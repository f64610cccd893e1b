use std::path::PathBuf;
use std::time::Duration;

use anyhow::{bail, Context, Result};
use clap::{Parser, Subcommand};
use serde_json::json;
use tracing::{info, warn};
use tracing_subscriber::EnvFilter;

use pacer::config::EngineConfig;
use pacer::{Engine, Preset};

/// Pacer: rate limit and retry orchestration
#[derive(Parser, Debug)]
#[command(name = "pacer")]
#[command(version)]
#[command(about = "Inspect and exercise rate limiters and retry policies", long_about = None)]
struct Args {
    /// Engine configuration file (YAML, TOML or JSON)
    #[arg(short, long, global = true)]
    config: Option<PathBuf>,

    /// Emit logs as JSON
    #[arg(long, global = true)]
    json_logs: bool,

    #[command(subcommand)]
    command: Commands,
}

#[derive(Subcommand, Debug)]
enum Commands {
    /// Print every preset definition
    Presets,
    /// Issue admission checks against a limiter
    Check {
        /// Limiter id or preset name
        limiter: String,

        /// Number of checks
        #[arg(short = 'n', long, default_value_t = 1)]
        count: u32,
    },
    /// Run concurrent no-op executions through a limiter
    Burst {
        /// Limiter id or preset name
        limiter: String,

        /// Number of executions
        #[arg(short = 'n', long, default_value_t = 10)]
        count: u32,

        /// Fail refused executions instead of waiting for admission
        #[arg(long)]
        no_wait: bool,
    },
    /// Print stats for every registered limiter
    Status,
}

#[tokio::main]
async fn main() -> Result<()> {
    let args = Args::parse();
    init_tracing(args.json_logs);

    let mut config = match &args.config {
        Some(path) => EngineConfig::from_file(path)
            .with_context(|| format!("failed to load {}", path.display()))?,
        None => EngineConfig::default(),
    };
    if let Commands::Burst { no_wait: true, .. } = args.command {
        config.wait_on_limit = false;
    }

    let engine = Engine::from_config(config).context("invalid engine configuration")?;
    info!(limiters = engine.limiter_ids().len(), "Engine ready");

    match args.command {
        Commands::Presets => print_presets()?,
        Commands::Check { limiter, count } => {
            let id = resolve_limiter(&engine, &limiter)?;
            for _ in 0..count {
                print_json(&engine.check_limit(&id))?;
            }
            print_json(&engine.get_stats(&id))?;
        }
        Commands::Burst { limiter, count, .. } => {
            let id = resolve_limiter(&engine, &limiter)?;
            run_burst(&engine, &id, count).await;
            print_json(&engine.get_stats(&id))?;
            print_json(&engine.get_status())?;
        }
        Commands::Status => {
            print_json(&engine.list_stats())?;
            print_json(&engine.get_status())?;
        }
    }

    engine.close();
    Ok(())
}

fn init_tracing(json_logs: bool) {
    let filter = EnvFilter::try_from_default_env().unwrap_or_else(|_| EnvFilter::new("info"));
    let builder = tracing_subscriber::fmt()
        .with_env_filter(filter)
        .with_target(false)
        .with_writer(std::io::stderr);

    if json_logs {
        builder.json().init();
    } else {
        builder.init();
    }
}

/// Look a limiter up by id, falling back to creating it from a preset.
fn resolve_limiter(engine: &Engine, name: &str) -> Result<String> {
    if engine.definition(name).is_some() {
        return Ok(name.to_string());
    }

    let preset: Preset = match name.parse() {
        Ok(preset) => preset,
        Err(_) => bail!("no limiter or preset named '{}'", name),
    };
    let id = engine.create_limiter(preset.definition(preset.name()).with_id(name))?;
    info!(limiter_id = %id, preset = %preset, "Created limiter from preset");
    Ok(id)
}

async fn run_burst(engine: &Engine, id: &str, count: u32) {
    let runs = (0..count).map(|_| {
        engine.execute_with_limit(id, || async {
            tokio::time::sleep(Duration::from_millis(5)).await;
            Ok::<_, anyhow::Error>(())
        })
    });

    let mut refused = 0;
    for result in futures::future::join_all(runs).await {
        if let Err(e) = result {
            refused += 1;
            warn!(limiter_id = %id, error = %e, "Execution failed");
        }
    }
    info!(limiter_id = %id, executed = count - refused, refused = refused, "Burst finished");
}

fn print_presets() -> Result<()> {
    let presets: Vec<_> = Preset::all()
        .iter()
        .map(|preset| {
            json!({
                "name": preset.name(),
                "rate_limit": preset.rate_limit(),
                "retry": preset.retry(),
            })
        })
        .collect();
    print_json(&presets)
}

fn print_json<T: serde::Serialize>(value: &T) -> Result<()> {
    println!("{}", serde_json::to_string_pretty(value)?);
    Ok(())
}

▸ **YOUR ASSIGNMENT**:
Output each line exactly, from the first line of the data down to the line that contains "use pacer::config::EngineConfig;", both included.

▸ **RESULT FOR THIS TASK**:
repository f64610cccd893e1b
use std::path::PathBuf;
use std::time::Duration;

use anyhow::{bail, Context, Result};
use clap::{Parser, Subcommand};
use serde_json::json;
use tracing::{info, warn};
use tracing_subscriber::EnvFilter;

use pacer::config::EngineConfig;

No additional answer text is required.